Theoretical Background

Before investigating the influence that mobile phones have had on the way the relationships are maintained, it is crucial to understand the connection between communication and culture. According to Hall (1977) “Culture is communication and communication is culture”, from which we can deduce that the way we communicate expresses our culture. Therefore, any shift in the way we communicate has an influence on our culture, our perception , our behavior and the social construction. Let us take a look at the social construction. Why does this concept need to be mentioned? The answers is that we, as members of the society, are assembling ways of seeing things, while at the same time shaping our expectations and behavior. As culture is maintained by social construction, we learn culture every day. We learned to use mobile phones on a daily basis, letting them become inseparable part of our daily routine.

Here another concept comes into importance, namely perception. Culture, and at the same time communication, performs an important role in how we perceive and understand reality. According to Gamble and Gamble (1996), (in Samovar et al, 2007: 128-130), we select, interpret and organize data in order to make sense of our world. And being exposed to similar experiences, culture creates similar meaning and behavior, which is called selective perception. It is truly incredible how fast mobile phones have caused a change in social construction and the way people perceive communication and social bonding. Sections below intend to explain how exactly mobile phones are changing the way people maintain relationships.

Methodology

In order to find out how the mobile technology is influencing the way the relationships are maintained in Britain , several methods were used to study the behavior of mobile phone users. Firstly, during a period of 4 weeks, in a variety of settings, using an observation, I observed the behavior of mobile phone users, by listening to their conversations and observing their approach to phone conversations, texting and using their mobile for various purposes.

This was followed up by 2 individual and 2 focus group discussions. I found the in-depth interviews and focus group discussions most appropriate for my research, as they gave a lot of qualitative information and let the people who were being interviewed express themselves and their opinions fully, which would not be the case if I decided to use questionnaires .

Findings

As indicated before, for the research methods I have used an observation, two in-depth interviews and also two focus group discussions. During the period of observation I have noticed many different behaviors regarding mobile phone usage, however for the purpose of this report, only the ones which apply to the topic have been listed below:  On the bus: 10 out of 25 people were using their phone in some way . On the bus: 7 out of 25 people received or made a phone call within 45 min time frame. At the university: at least 1/3 of people gathered in a mutual area were talking or texting on their mobiles . In the cafe: All individuals sitting alone had a mobile phone either on the table or in usage

It can be argued that mobile phones are increasingly used by people, for they are new communication tools. Since mobile communication is an uprising issue, the above observations conducted me to bring forth questions for further investigation on how mobile phones are influencing the way people maintain relationships. The sample for the qualitative research method included 10 people [male and female] (for both interviews and focus group discussions). The answers were mostly collected from the age group 20-30 years old.

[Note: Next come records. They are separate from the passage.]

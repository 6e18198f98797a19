//! Tool run status value object.
//!
//! Classifies how a single invocation ended so aggregation and logging can
//! react without inspecting error payloads.

use serde::{Deserialize, Serialize};

/// How one tool invocation ended.
///
/// # Examples
///
/// ```
/// use rag_router::domain::tools::ToolRunStatus;
///
/// assert!(ToolRunStatus::Success.is_success());
/// assert!(ToolRunStatus::TimedOut.is_retryable());
/// assert!(!ToolRunStatus::ValidationError.is_retryable());
/// ```
#[derive(Debug, Clone, Copy, PartialEq, Eq, Hash, Serialize, Deserialize)]
#[serde(rename_all = "snake_case")]
pub enum ToolRunStatus {
    /// Tool returned records (possibly none)
    Success,

    /// Parameters were rejected before the backend was touched
    ValidationError,

    /// Backend unavailable or failed
    RetrievalError,

    /// Exceeded the per-tool timeout
    TimedOut,

    /// The request was abandoned while the tool was in flight
    Cancelled,
}

impl ToolRunStatus {
    /// Returns true if the tool executed successfully.
    pub fn is_success(&self) -> bool {
        matches!(self, Self::Success)
    }

    /// Returns true if running the same invocation again could succeed.
    pub fn is_retryable(&self) -> bool {
        matches!(self, Self::RetrievalError | Self::TimedOut)
    }

    /// Returns a human-readable description of the status.
    pub fn description(&self) -> &'static str {
        match self {
            Self::Success => "Tool executed successfully",
            Self::ValidationError => "Tool parameters failed validation",
            Self::RetrievalError => "Retrieval backend failed",
            Self::TimedOut => "Tool did not respond in time",
            Self::Cancelled => "Tool execution was cancelled",
        }
    }
}

impl std::fmt::Display for ToolRunStatus {
    fn fmt(&self, f: &mut std::fmt::Formatter<'_>) -> std::fmt::Result {
        write!(f, "{}", self.description())
    }
}
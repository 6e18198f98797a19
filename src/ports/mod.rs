//! Ports - Interfaces for external collaborators.
//!
//! Following hexagonal architecture, ports define the contracts between
//! the routing core and the outside world. Adapters implement these ports.
//!
//! - `AIProvider` - LLM completions for routing and synthesis
//! - `RetrievalTool` - one retrieval capability (document, image, table search)
//! - `Embedder` - text embeddings for example similarity
//! - `ExampleStore` - append-only few-shot example corpus

mod ai_provider;
mod embedder;
mod example_store;
mod retrieval_tool;

pub use ai_provider::{
    AIError, AIProvider, CompletionRequest, CompletionResponse, FinishReason, Message,
    MessageRole, ProviderInfo, RequestMetadata, RequestPurpose, ResponseFormat, TokenUsage,
};
pub use embedder::{Embedder, EmbeddingError};
pub use example_store::{ExampleStore, ExampleStoreError};
pub use retrieval_tool::{RetrievalError, RetrievalTool, ToolError};
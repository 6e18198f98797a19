//! Vector similarity helpers.

/// Cosine similarity of two vectors.
///
/// Returns 0.0 for mismatched dimensions or zero-norm input rather than
/// NaN, so callers can sort scores without special cases.
pub fn cosine_similarity(a: &[f32], b: &[f32]) -> f32 {
    if a.len() != b.len() || a.is_empty() {
        return 0.0;
    }

    let mut dot = 0.0f32;
    let mut norm_a = 0.0f32;
    let mut norm_b = 0.0f32;
    for (x, y) in a.iter().zip(b) {
        dot += x * y;
        norm_a += x * x;
        norm_b += y * y;
    }

    if norm_a == 0.0 || norm_b == 0.0 {
        return 0.0;
    }
    (dot / (norm_a.sqrt() * norm_b.sqrt())).clamp(-1.0, 1.0)
}

/// Scales a vector to unit length in place. Zero vectors are left as is.
pub fn l2_normalize(v: &mut [f32]) {
    let norm = v.iter().map(|x| x * x).sum::<f32>().sqrt();
    if norm > 0.0 {
        for x in v.iter_mut() {
            *x /= norm;
        }
    }
}

#[cfg(test)]
mod tests {
    use super::*;
    use proptest::prelude::*;

    #[test]
    fn identical_vectors_score_one() {
        let v = [0.3, 0.4, 0.5];
        assert!((cosine_similarity(&v, &v) - 1.0).abs() < 1e-6);
    }

    #[test]
    fn orthogonal_vectors_score_zero() {
        assert_eq!(cosine_similarity(&[1.0, 0.0], &[0.0, 1.0]), 0.0);
    }

    #[test]
    fn degenerate_input_scores_zero() {
        assert_eq!(cosine_similarity(&[1.0, 2.0], &[1.0]), 0.0);
        assert_eq!(cosine_similarity(&[0.0, 0.0], &[1.0, 1.0]), 0.0);
        assert_eq!(cosine_similarity(&[], &[]), 0.0);
    }

    #[test]
    fn normalize_produces_unit_vector() {
        let mut v = vec![3.0, 4.0];
        l2_normalize(&mut v);
        assert!((v[0] - 0.6).abs() < 1e-6);
        assert!((v[1] - 0.8).abs() < 1e-6);
    }

    proptest! {
        #[test]
        fn self_similarity_is_maximal(
            v in prop::collection::vec(-100.0f32..100.0, 1..32),
            w in prop::collection::vec(-100.0f32..100.0, 1..32),
        ) {
            prop_assume!(v.iter().any(|x| x.abs() > 1e-3));
            let own = cosine_similarity(&v, &v);
            let other = cosine_similarity(&v, &w);
            prop_assert!(own >= other - 1e-5);
        }

        #[test]
        fn similarity_is_bounded(
            v in prop::collection::vec(-100.0f32..100.0, 8),
            w in prop::collection::vec(-100.0f32..100.0, 8),
        ) {
            let s = cosine_similarity(&v, &w);
            prop_assert!((-1.0..=1.0).contains(&s));
        }
    }
}
//! Evaluation - measuring routing accuracy against held-out cases.

mod case;
mod report;

pub use case::{CaseResult, EvaluationCase};
pub use report::{EvaluationReport, ToolMetrics, ToolScore};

All participants were believed to be in a peaceful state, important in concluding the honesty and quality of the answers given as they were unaffected by an unnatural sate of nervousness. To better understand how relationships are maintained in today’s society and to get a better view of the issue discussed, first the respondents were asked to describe how they communicate with their family and friends. Their instant response was via phone calls, text messages, facebook, skype, and instant messengers like WhatsApp .

Only one person said that they maintain face to face contact with family. Since the respondents indicated mobile phones as means through which they often communicate with their contacts, this initiated a series of questions. Asked how the phones changed/are changing the way people maintain relationships, the respondents said that nowadays people maintain more contact, call more, send messages, and claim that it has made the communication very easy.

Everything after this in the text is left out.